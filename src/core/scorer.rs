use crate::config::scoring::ScoringConfig;
use crate::domain::model::{Category, CategoryScores, Grade, IndicatorValues, SustainabilityResult};

/// Lower bound of each grade band, inclusive.
const GRADE_BANDS: [(f64, Grade); 4] = [
    (80.0, Grade::A),
    (70.0, Grade::B),
    (60.0, Grade::C),
    (50.0, Grade::D),
];

impl Grade {
    pub fn from_index(index: f64) -> Grade {
        GRADE_BANDS
            .iter()
            .find(|(lower, _)| index >= *lower)
            .map(|(_, grade)| *grade)
            .unwrap_or(Grade::F)
    }

    pub fn interpretation(self) -> &'static str {
        match self {
            Grade::A => "Excellent sustainability - this neighborhood demonstrates outstanding environmental, social, and economic performance.",
            Grade::B => "Good sustainability - this neighborhood shows strong performance with room for targeted improvements.",
            Grade::C => "Fair sustainability - this neighborhood has moderate performance with several areas needing attention.",
            Grade::D => "Poor sustainability - this neighborhood faces significant challenges across multiple indicators.",
            Grade::F => "Very poor sustainability - this neighborhood requires comprehensive improvements across all categories.",
        }
    }
}

pub fn composite_index(scores: &CategoryScores, config: &ScoringConfig) -> f64 {
    Category::ALL
        .iter()
        .map(|category| scores.get(*category) * config.category_weight(*category))
        .sum::<f64>()
        .clamp(0.0, 100.0)
}

/// Builds the final record. `indicators` and `normalized` are kept for transparency.
pub fn score(
    scores: CategoryScores,
    indicators: &IndicatorValues,
    normalized: &IndicatorValues,
    config: &ScoringConfig,
) -> SustainabilityResult {
    let index = composite_index(&scores, config);
    let grade = Grade::from_index(index);

    SustainabilityResult {
        sustainability_index: index,
        grade,
        interpretation: grade.interpretation().to_string(),
        environmental_score: scores.environmental,
        social_score: scores.social,
        economic_score: scores.economic,
        indicators: indicators
            .iter()
            .map(|(indicator, value)| (indicator.key().to_string(), *value))
            .collect(),
        normalized: normalized
            .iter()
            .map(|(indicator, value)| (indicator.normalized_key().to_string(), *value))
            .collect(),
    }
}
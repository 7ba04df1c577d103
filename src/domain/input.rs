//! Field-by-field reading of a `calculate` request body.
//!
//! Deserializing straight into [`RawIndicatorSet`] stops at the first bad
//! field. The readers here walk every field instead and report all missing,
//! non-numeric and negative values in one [`ScoreError::Validation`].

use crate::domain::model::{
    Category, EconomicInputs, EnvironmentalInputs, RawIndicatorSet, SocialInputs,
};
use crate::utils::error::{FieldIssue, FieldProblem, Result, ScoreError};
use crate::utils::validation::Validate;
use serde_json::{Map, Value};

struct FieldReader<'a> {
    category: Category,
    fields: Option<&'a Map<String, Value>>,
    issues: &'a mut Vec<FieldIssue>,
}

impl<'a> FieldReader<'a> {
    fn new(body: &'a Value, category: Category, issues: &'a mut Vec<FieldIssue>) -> Self {
        let fields = body.get(category.key()).and_then(Value::as_object);
        if fields.is_none() {
            issues.push(FieldIssue {
                category: category.key().to_string(),
                field: String::new(),
                problem: FieldProblem::CategoryMissing,
            });
        }
        Self {
            category,
            fields,
            issues,
        }
    }

    fn report(&mut self, field: &str, problem: FieldProblem) -> f64 {
        self.issues.push(FieldIssue {
            category: self.category.key().to_string(),
            field: field.to_string(),
            problem,
        });
        0.0
    }

    fn lookup(&self, field: &str, aliases: &[&str]) -> Option<&'a Value> {
        let fields = self.fields?;
        std::iter::once(field)
            .chain(aliases.iter().copied())
            .find_map(|name| fields.get(name))
    }

    fn read(&mut self, field: &str, aliases: &[&str], allow_negative: bool) -> f64 {
        // 整個類別缺失時只回報一次
        if self.fields.is_none() {
            return 0.0;
        }
        let value = match self.lookup(field, aliases) {
            None | Some(Value::Null) => return self.report(field, FieldProblem::Missing),
            Some(value) => value,
        };
        let Some(number) = value.as_f64() else {
            return self.report(field, FieldProblem::NotNumeric);
        };
        match number_problem(number, allow_negative) {
            Some(problem) => self.report(field, problem),
            None => number,
        }
    }

    fn non_negative(&mut self, field: &str) -> f64 {
        self.read(field, &[], false)
    }
}

fn number_problem(number: f64, allow_negative: bool) -> Option<FieldProblem> {
    if !number.is_finite() {
        Some(FieldProblem::NotFinite)
    } else if number < 0.0 && !allow_negative {
        Some(FieldProblem::Negative)
    } else {
        None
    }
}

/// Applies the reader's numeric checks to already-built values.
fn check_fields(category: Category, fields: &[(&str, f64, bool)], issues: &mut Vec<FieldIssue>) {
    for &(field, value, allow_negative) in fields {
        if let Some(problem) = number_problem(value, allow_negative) {
            issues.push(FieldIssue {
                category: category.key().to_string(),
                field: field.to_string(),
                problem,
            });
        }
    }
}

fn environmental_issues(env: &EnvironmentalInputs, issues: &mut Vec<FieldIssue>) {
    check_fields(
        Category::Environmental,
        &[
            ("green_area", env.green_area, false),
            ("total_area", env.total_area, false),
            ("water_area", env.water_area, false),
            ("air_quality_aod", env.air_quality_aod, false),
            ("land_surface_temperature", env.land_surface_temperature, true),
            ("mean_ndvi", env.mean_ndvi, false),
            ("tasseled_cap_wetness", env.tasseled_cap_wetness, true),
            ("mean_lst_for_eqi", env.mean_lst_for_eqi, true),
            ("ndbsi", env.ndbsi, false),
            ("pm25", env.pm25, false),
        ],
        issues,
    );
}

fn social_issues(social: &SocialInputs, issues: &mut Vec<FieldIssue>) {
    check_fields(
        Category::Social,
        &[
            ("total_population", social.total_population, false),
            ("total_crimes", social.total_crimes, false),
            ("adults_with_degree", social.adults_with_degree, false),
            ("total_adult_population", social.total_adult_population, false),
            ("avg_time_to_transit", social.avg_time_to_transit, false),
            ("avg_time_to_schools", social.avg_time_to_schools, false),
            ("avg_time_to_hospitals", social.avg_time_to_hospitals, false),
            ("avg_time_to_fire_stations", social.avg_time_to_fire_stations, false),
            ("avg_time_to_police", social.avg_time_to_police, false),
            ("street_intersections", social.street_intersections, false),
        ],
        issues,
    );
}

fn economic_issues(eco: &EconomicInputs, issues: &mut Vec<FieldIssue>) {
    check_fields(
        Category::Economic,
        &[
            ("median_household_income", eco.median_household_income, false),
            ("unemployed_count", eco.unemployed_count, false),
            ("labor_force", eco.labor_force, false),
            ("affordable_housing_units", eco.affordable_housing_units, false),
            ("total_housing_units", eco.total_housing_units, false),
        ],
        issues,
    );
}

fn into_result(issues: Vec<FieldIssue>) -> Result<()> {
    if issues.is_empty() {
        Ok(())
    } else {
        tracing::warn!("Rejected indicator values with {} problem(s)", issues.len());
        Err(ScoreError::validation(issues))
    }
}

impl Validate for EnvironmentalInputs {
    fn validate(&self) -> Result<()> {
        let mut issues = Vec::new();
        environmental_issues(self, &mut issues);
        into_result(issues)
    }
}

impl Validate for RawIndicatorSet {
    /// Same numeric rules as [`RawIndicatorSet::from_json`], for values built in code.
    fn validate(&self) -> Result<()> {
        let mut issues = Vec::new();
        environmental_issues(&self.environmental, &mut issues);
        social_issues(&self.social, &mut issues);
        economic_issues(&self.economic, &mut issues);
        into_result(issues)
    }
}

impl RawIndicatorSet {
    /// Reads a JSON body of the shape `{environmental: {...}, social: {...}, economic: {...}}`.
    ///
    /// Unknown fields are ignored. All problems are collected before failing.
    pub fn from_json(body: &Value) -> Result<Self> {
        let mut issues = Vec::new();

        if !body.is_object() {
            return Err(ScoreError::validation(vec![FieldIssue {
                category: "request".to_string(),
                field: String::new(),
                problem: FieldProblem::CategoryMissing,
            }]));
        }

        let environmental = read_environmental(&mut FieldReader::new(
            body,
            Category::Environmental,
            &mut issues,
        ));
        let social = read_social(&mut FieldReader::new(body, Category::Social, &mut issues));
        let economic = read_economic(&mut FieldReader::new(body, Category::Economic, &mut issues));

        if !issues.is_empty() {
            tracing::warn!("Rejected indicator payload with {} problem(s)", issues.len());
            return Err(ScoreError::validation(issues));
        }

        Ok(Self {
            environmental,
            social,
            economic,
        })
    }
}

fn read_environmental(reader: &mut FieldReader<'_>) -> EnvironmentalInputs {
    EnvironmentalInputs {
        green_area: reader.read("green_area", &["green_space_area"], false),
        total_area: reader.non_negative("total_area"),
        water_area: reader.non_negative("water_area"),
        air_quality_aod: reader.non_negative("air_quality_aod"),
        land_surface_temperature: reader.read("land_surface_temperature", &[], true),
        mean_ndvi: reader.non_negative("mean_ndvi"),
        tasseled_cap_wetness: reader.read("tasseled_cap_wetness", &[], true),
        mean_lst_for_eqi: reader.read("mean_lst_for_eqi", &[], true),
        ndbsi: reader.non_negative("ndbsi"),
        pm25: reader.non_negative("pm25"),
    }
}

fn read_social(reader: &mut FieldReader<'_>) -> SocialInputs {
    SocialInputs {
        total_population: reader.non_negative("total_population"),
        total_crimes: reader.non_negative("total_crimes"),
        adults_with_degree: reader.non_negative("adults_with_degree"),
        total_adult_population: reader.non_negative("total_adult_population"),
        avg_time_to_transit: reader.non_negative("avg_time_to_transit"),
        avg_time_to_schools: reader.non_negative("avg_time_to_schools"),
        avg_time_to_hospitals: reader.non_negative("avg_time_to_hospitals"),
        avg_time_to_fire_stations: reader.non_negative("avg_time_to_fire_stations"),
        avg_time_to_police: reader.non_negative("avg_time_to_police"),
        street_intersections: reader.non_negative("street_intersections"),
    }
}

fn read_economic(reader: &mut FieldReader<'_>) -> EconomicInputs {
    EconomicInputs {
        median_household_income: reader.non_negative("median_household_income"),
        unemployed_count: reader.non_negative("unemployed_count"),
        labor_force: reader.non_negative("labor_force"),
        affordable_housing_units: reader.non_negative("affordable_housing_units"),
        total_housing_units: reader.non_negative("total_housing_units"),
    }
}

/// Reads only the environmental block, for yearly trend input.
pub fn environmental_from_json(fields: &Value) -> Result<EnvironmentalInputs> {
    let mut issues = Vec::new();
    let wrapped = serde_json::json!({ "environmental": fields });
    let environmental = read_environmental(&mut FieldReader::new(
        &wrapped,
        Category::Environmental,
        &mut issues,
    ));
    if issues.is_empty() {
        Ok(environmental)
    } else {
        Err(ScoreError::validation(issues))
    }
}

----

### ACTIVITY
Go through the listing above. Show each line where the word "SustainabilityResult" is found.

### REPLY
use crate::domain::model::{Category, CategoryScores, Grade, IndicatorValues, SustainabilityResult};
) -> SustainabilityResult {
    SustainabilityResult {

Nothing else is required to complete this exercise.